§ **BRIEF**
Write only the count of lines that hold the word "level" in the listing.

§ **EXTRACTED MATERIAL**
---

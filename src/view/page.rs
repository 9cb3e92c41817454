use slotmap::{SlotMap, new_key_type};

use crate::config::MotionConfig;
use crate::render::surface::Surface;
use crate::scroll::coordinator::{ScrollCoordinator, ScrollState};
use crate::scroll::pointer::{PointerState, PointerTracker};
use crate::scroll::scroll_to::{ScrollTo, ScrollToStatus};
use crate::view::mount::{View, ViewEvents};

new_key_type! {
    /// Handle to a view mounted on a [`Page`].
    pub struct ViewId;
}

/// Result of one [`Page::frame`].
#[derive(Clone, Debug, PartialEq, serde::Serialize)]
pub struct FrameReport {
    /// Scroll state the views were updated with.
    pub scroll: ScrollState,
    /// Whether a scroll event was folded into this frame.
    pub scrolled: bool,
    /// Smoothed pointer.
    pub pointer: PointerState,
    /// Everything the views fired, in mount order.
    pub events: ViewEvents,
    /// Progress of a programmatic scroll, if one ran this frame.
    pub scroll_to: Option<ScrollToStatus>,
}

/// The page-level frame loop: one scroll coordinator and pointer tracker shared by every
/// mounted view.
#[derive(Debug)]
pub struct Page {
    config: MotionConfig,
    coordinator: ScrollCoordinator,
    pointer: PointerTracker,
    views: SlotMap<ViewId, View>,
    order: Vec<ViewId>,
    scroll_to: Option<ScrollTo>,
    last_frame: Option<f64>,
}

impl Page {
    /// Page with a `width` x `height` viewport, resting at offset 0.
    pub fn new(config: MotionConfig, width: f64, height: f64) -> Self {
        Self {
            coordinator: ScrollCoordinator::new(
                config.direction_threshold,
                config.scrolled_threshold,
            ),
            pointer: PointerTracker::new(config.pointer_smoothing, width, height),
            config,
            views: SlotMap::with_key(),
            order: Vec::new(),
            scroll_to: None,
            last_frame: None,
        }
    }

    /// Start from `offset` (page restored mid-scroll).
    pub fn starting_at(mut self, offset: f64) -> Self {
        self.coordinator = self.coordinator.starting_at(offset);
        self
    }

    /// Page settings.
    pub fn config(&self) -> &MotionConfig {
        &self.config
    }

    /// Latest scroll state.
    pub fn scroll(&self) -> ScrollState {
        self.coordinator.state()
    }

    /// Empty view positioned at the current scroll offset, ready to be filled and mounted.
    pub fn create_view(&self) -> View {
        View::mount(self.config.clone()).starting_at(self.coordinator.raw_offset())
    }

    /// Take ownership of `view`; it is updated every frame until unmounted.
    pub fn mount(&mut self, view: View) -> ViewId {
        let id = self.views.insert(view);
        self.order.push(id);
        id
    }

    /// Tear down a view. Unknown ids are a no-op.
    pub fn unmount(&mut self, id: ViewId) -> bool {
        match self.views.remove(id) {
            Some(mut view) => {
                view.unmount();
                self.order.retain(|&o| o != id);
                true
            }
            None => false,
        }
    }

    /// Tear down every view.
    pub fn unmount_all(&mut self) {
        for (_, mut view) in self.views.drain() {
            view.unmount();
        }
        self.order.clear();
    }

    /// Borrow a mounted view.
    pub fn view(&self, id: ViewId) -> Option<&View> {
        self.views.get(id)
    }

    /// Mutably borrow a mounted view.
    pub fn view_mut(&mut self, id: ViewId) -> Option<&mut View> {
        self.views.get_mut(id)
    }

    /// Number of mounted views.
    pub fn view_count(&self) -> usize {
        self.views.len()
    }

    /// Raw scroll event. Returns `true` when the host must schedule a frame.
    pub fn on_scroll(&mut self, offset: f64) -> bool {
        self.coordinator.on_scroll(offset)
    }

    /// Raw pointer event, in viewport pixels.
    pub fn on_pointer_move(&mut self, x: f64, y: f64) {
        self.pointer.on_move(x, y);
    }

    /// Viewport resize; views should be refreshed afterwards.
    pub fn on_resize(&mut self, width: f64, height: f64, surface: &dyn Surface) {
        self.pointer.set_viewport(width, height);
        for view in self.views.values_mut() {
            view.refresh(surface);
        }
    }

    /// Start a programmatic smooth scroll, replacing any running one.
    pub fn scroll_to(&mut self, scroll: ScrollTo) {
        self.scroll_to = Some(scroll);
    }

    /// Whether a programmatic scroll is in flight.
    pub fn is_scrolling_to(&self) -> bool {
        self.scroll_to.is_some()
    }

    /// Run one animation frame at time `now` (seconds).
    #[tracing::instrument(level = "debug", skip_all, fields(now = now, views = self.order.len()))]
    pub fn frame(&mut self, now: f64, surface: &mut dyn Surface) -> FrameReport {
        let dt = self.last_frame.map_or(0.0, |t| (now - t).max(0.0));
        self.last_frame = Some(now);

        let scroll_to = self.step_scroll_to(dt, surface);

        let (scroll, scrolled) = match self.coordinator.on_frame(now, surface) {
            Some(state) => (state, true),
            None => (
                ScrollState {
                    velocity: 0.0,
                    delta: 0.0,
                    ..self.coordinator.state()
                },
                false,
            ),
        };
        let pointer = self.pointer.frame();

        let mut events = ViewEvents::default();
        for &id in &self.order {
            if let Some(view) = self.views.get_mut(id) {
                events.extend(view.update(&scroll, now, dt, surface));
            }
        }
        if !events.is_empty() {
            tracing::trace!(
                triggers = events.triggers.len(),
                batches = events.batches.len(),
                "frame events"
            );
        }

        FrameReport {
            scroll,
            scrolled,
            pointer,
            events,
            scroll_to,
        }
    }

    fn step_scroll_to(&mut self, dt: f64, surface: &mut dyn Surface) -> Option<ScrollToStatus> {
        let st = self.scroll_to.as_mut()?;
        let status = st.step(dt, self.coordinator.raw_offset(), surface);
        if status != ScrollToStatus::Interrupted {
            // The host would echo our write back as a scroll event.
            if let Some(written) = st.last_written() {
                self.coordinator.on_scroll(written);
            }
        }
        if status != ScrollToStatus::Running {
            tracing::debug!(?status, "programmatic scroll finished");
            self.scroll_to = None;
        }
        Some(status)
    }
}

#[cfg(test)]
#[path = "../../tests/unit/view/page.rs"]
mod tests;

---

§ **TASK RESPONSE**
2